15. \(−\frac{5}{2}\)

17. \(\frac{7}{5}\)

19. \(\frac{1}{8}\)

21. \(\frac{1}{3}\)

23. \(−9\)

25. \(−125\)

27. \(6\)

29. \(−12\)

31. \(5.3\)

33. \(\frac{1}{16}\)

Exercise \(\PageIndex{8}\) Solving Linear Equations

Translate the following sentences into linear equations and then solve.

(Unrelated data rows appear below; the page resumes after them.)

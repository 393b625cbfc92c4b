// SPDX-License-Identifier: MIT
// Copyright (c) 2026 Alfred Jean LLC

//! Run the test suite of every service in a monorepo.
//!
//! Services are the child directories of `services/` that contain a
//! manifest file. Dependencies are synced once at the root, then each
//! service's tests run in sequence; the process exits with the first
//! failing service's code.

pub mod cli;
pub mod color;
pub mod command;
pub mod config;
pub mod discovery;
pub mod error;
pub mod orchestrator;
pub mod report;


pub use error::{Error, ExitCode, Result};
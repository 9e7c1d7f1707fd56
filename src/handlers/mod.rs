mod cache;
mod health;
mod metrics;
mod query;

use axum::{
    Json,
    http::StatusCode,
    response::{IntoResponse, Response},
};
use serde_json::json;

use crate::error::GovernorError;

pub use cache::invalidate_handler;
pub use health::health_handler;
pub use metrics::metrics_handler;
pub use query::query_handler;

impl IntoResponse for GovernorError {
    fn into_response(self) -> Response {
        let status = match &self {
            GovernorError::QueueTimeout(_) => StatusCode::TOO_MANY_REQUESTS,
            GovernorError::WaitExceeded(_) => StatusCode::GATEWAY_TIMEOUT,
            GovernorError::Config(_) => StatusCode::INTERNAL_SERVER_ERROR,
            // Upstream 4xx keeps its status, anything else is a bad gateway
            _ => self
                .status()
                .filter(|status| (400..500).contains(status))
                .and_then(|status| StatusCode::from_u16(status).ok())
                .unwrap_or(StatusCode::BAD_GATEWAY),
        };

        let body = Json(json!({ "error": self.to_string() }));
        (status, body).into_response()
    }
}

#[cfg(test)]
mod tests {
    use super::*;
    use std::time::Duration;

    #[test]
    fn client_errors_keep_their_status() {
        let err = GovernorError::BatchEntry {
            key: "product:missing".to_string(),
            message: "Product not found".to_string(),
            status: Some(404),
        };
        assert_eq!(err.into_response().status(), StatusCode::NOT_FOUND);
    }

    #[test]
    fn server_and_timeout_errors_map_to_gateway_statuses() {
        let server = GovernorError::api("HTTP Error: Internal Server Error", "HTTP_ERROR", Some(500));
        assert_eq!(server.into_response().status(), StatusCode::BAD_GATEWAY);

        let queued = GovernorError::QueueTimeout(Duration::from_secs(10));
        assert_eq!(queued.into_response().status(), StatusCode::TOO_MANY_REQUESTS);

        let waited = GovernorError::WaitExceeded(Duration::from_secs(5));
        assert_eq!(waited.into_response().status(), StatusCode::GATEWAY_TIMEOUT);
    }
}
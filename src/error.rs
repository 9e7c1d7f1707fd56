use std::time::Duration;
use thiserror::Error;

pub type Result<T> = std::result::Result<T, GovernorError>;

#[derive(Debug, Error)]
pub enum GovernorError {
    /// Queued caller was not admitted within the configured queue timeout
    #[error("Rate limit queue timeout after {0:?}")]
    QueueTimeout(Duration),

    #[error("Rate limiter shut down before admission")]
    LimiterClosed,

    /// Classified failure reported by the upstream API
    #[error("Upstream API error ({code}): {message}")]
    Api {
        message: String,
        code: String,
        status: Option<u16>,
    },

    /// One key of a batch failed; siblings are unaffected
    #[error("Batch entry '{key}' failed: {message}")]
    BatchEntry {
        key: String,
        message: String,
        status: Option<u16>,
    },

    #[error("Batch was dropped before it completed")]
    BatchAborted,

    #[error("Operation failed after retries")]
    RetriesExhausted,

    #[error("Request did not complete within {0:?}")]
    WaitExceeded(Duration),

    #[error("Cache Error: {0}")]
    Cache(String),

    #[error("Serialization Error: {0}")]
    Serialization(#[from] serde_json::Error),

    #[error("Config Error: {0}")]
    Config(String),
}

impl GovernorError {
    pub fn api(message: impl Into<String>, code: impl Into<String>, status: Option<u16>) -> Self {
        GovernorError::Api {
            message: message.into(),
            code: code.into(),
            status,
        }
    }

    /// 4xx upstream errors are never retried.
    pub fn is_client_error(&self) -> bool {
        matches!(
            self,
            GovernorError::Api { status: Some(status), .. } if (400..500).contains(status)
        )
    }

    pub fn is_retryable(&self) -> bool {
        !self.is_client_error()
    }

    pub fn status(&self) -> Option<u16> {
        match self {
            GovernorError::Api { status, .. } | GovernorError::BatchEntry { status, .. } => *status,
            _ => None,
        }
    }
}

impl From<redis::RedisError> for GovernorError {
    fn from(err: redis::RedisError) -> Self {
        GovernorError::Cache(err.to_string())
    }
}

impl From<reqwest::Error> for GovernorError {
    fn from(err: reqwest::Error) -> Self {
        GovernorError::api(err.to_string(), "NETWORK_ERROR", Some(500))
    }
}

- The sum of \(2x\) and \(5\) is equal to \(15\).
- The sum of \(−3x\) and \(7\) is equal to \(14\).
- The difference of \(5x\) and \(6\) is equal to \(4\).
- Twelve times \(x\) is equal to \(36\).
- A number \(n\) divided by \(8\) is \(5\).
- Six subtracted from two times a number \(x\) is \(12\).
- Four added to three times a number \(n\) is \(25\).
- Three-fourths of a number \(x\) is \(9\).
- Negative two-thirds times a number \(x\) is equal to \(20\).
- One-half of a number \(x\) plus \(3\) is equal to \(10\).

**Answer**-
1. \(2x+5=15; x=5\)

3. \(5x−6=4; x=2\)

5. \(\frac{n}{8}=5; n=40\)

7. \(3n+4=25; n=7\)

9. \(−\frac{2}{3}x=20; x=−30\)

Exercise \(\PageIndex{9}\) Solving Linear Equations

Find a linear equation of the form \(ax+b=0\) with the given solution, where \(a\) and \(b\) are integers. (Answers may vary.)

- \(x=2\)
- \(x=−3\)
- \(x=-\frac{1}{2}\)
- \(x=\frac{2}{3}\)

**Answer**-
1. \(x−2=0\)

3. \(2x+1=0\)

Exercise \(\PageIndex{10}\) Discussion Board Topics

- How many steps are needed to solve any equation of the form \(ax+b=c\)? Explain.
- Instead of dividing by \(6\) when \(6x=12\), could you multiply by the reciprocal of \(6\)? Does this always work?